[Saved entries]
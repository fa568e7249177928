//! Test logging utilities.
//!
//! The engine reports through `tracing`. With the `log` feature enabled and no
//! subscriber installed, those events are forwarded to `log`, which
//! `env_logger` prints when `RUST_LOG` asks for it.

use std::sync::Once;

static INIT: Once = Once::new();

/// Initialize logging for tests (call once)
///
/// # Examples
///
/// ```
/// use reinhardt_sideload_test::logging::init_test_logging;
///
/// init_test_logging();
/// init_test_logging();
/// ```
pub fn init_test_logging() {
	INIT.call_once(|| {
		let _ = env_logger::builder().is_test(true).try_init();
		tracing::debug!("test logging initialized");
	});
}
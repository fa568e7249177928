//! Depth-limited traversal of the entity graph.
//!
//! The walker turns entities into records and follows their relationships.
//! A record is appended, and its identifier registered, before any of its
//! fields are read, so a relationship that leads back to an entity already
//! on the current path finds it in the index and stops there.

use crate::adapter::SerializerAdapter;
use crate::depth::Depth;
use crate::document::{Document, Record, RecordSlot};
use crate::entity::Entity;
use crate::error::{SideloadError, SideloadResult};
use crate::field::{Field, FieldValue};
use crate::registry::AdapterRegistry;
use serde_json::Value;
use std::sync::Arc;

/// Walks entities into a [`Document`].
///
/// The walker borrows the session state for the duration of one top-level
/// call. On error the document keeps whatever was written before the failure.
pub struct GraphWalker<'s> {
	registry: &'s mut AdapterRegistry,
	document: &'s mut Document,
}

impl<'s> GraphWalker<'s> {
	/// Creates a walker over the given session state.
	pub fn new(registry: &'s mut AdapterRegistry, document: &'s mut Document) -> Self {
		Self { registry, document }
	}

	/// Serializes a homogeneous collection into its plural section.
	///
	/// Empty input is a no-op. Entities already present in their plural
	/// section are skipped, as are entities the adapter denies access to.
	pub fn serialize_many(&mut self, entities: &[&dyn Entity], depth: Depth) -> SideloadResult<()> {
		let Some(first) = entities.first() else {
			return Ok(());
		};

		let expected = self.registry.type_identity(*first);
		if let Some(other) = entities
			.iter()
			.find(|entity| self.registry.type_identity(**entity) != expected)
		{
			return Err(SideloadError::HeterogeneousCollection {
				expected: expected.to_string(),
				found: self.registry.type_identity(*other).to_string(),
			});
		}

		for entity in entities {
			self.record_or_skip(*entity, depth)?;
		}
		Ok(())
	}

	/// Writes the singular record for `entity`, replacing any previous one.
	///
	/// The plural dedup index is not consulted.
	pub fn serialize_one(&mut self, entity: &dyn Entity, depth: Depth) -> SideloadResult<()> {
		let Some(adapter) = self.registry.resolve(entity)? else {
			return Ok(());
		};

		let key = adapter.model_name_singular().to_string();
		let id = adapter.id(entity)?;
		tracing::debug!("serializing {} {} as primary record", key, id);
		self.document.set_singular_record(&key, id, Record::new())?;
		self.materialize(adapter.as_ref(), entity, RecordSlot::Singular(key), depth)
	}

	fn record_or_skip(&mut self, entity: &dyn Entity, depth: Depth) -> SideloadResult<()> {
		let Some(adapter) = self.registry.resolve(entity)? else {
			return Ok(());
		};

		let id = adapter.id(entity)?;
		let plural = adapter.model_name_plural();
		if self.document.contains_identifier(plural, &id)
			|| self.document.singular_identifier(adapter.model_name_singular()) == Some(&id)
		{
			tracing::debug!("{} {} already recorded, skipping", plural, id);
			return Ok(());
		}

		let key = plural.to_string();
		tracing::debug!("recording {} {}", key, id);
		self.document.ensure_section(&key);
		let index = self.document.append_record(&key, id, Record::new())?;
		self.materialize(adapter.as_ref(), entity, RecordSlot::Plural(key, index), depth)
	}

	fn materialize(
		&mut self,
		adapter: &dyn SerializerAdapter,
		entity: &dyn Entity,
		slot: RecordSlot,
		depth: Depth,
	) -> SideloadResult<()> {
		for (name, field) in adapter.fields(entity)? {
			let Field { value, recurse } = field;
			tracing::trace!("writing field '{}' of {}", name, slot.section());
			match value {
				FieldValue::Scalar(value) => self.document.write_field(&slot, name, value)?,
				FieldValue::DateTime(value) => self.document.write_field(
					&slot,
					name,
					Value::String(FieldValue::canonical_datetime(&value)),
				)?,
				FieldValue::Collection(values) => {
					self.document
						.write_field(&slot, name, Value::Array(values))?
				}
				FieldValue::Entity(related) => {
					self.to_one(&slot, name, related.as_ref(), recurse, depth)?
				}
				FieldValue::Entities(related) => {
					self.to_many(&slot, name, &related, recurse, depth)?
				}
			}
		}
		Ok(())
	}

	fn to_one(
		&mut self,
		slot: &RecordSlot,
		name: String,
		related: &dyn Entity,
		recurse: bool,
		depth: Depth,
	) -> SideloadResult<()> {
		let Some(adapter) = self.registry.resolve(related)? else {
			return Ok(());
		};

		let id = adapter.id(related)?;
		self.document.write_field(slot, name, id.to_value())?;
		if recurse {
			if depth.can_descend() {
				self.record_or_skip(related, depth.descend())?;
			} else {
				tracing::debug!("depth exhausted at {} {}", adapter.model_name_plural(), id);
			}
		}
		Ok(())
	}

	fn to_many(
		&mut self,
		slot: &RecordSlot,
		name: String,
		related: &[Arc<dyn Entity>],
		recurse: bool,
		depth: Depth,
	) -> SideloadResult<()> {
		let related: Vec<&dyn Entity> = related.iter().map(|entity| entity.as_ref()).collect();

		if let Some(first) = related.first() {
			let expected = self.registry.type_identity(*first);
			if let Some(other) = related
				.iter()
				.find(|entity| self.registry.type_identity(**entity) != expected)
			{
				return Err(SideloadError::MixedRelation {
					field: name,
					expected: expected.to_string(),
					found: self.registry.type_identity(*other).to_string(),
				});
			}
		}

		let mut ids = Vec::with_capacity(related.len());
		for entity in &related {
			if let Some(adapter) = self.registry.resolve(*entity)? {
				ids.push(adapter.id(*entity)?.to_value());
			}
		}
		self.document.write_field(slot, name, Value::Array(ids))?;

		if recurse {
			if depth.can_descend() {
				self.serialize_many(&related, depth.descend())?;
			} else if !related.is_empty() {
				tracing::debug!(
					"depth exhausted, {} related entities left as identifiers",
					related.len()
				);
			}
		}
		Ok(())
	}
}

**Description of the task:** All lines of the records above that carry the word "Some" should be listed.

**Problem solution:**
		let Some(first) = entities.first() else {
		if let Some(other) = entities
		let Some(adapter) = self.registry.resolve(entity)? else {
		let Some(adapter) = self.registry.resolve(entity)? else {
			|| self.document.singular_identifier(adapter.model_name_singular()) == Some(&id)
		let Some(adapter) = self.registry.resolve(related)? else {
		if let Some(first) = related.first() {
			if let Some(other) = related
			if let Some(adapter) = self.registry.resolve(*entity)? {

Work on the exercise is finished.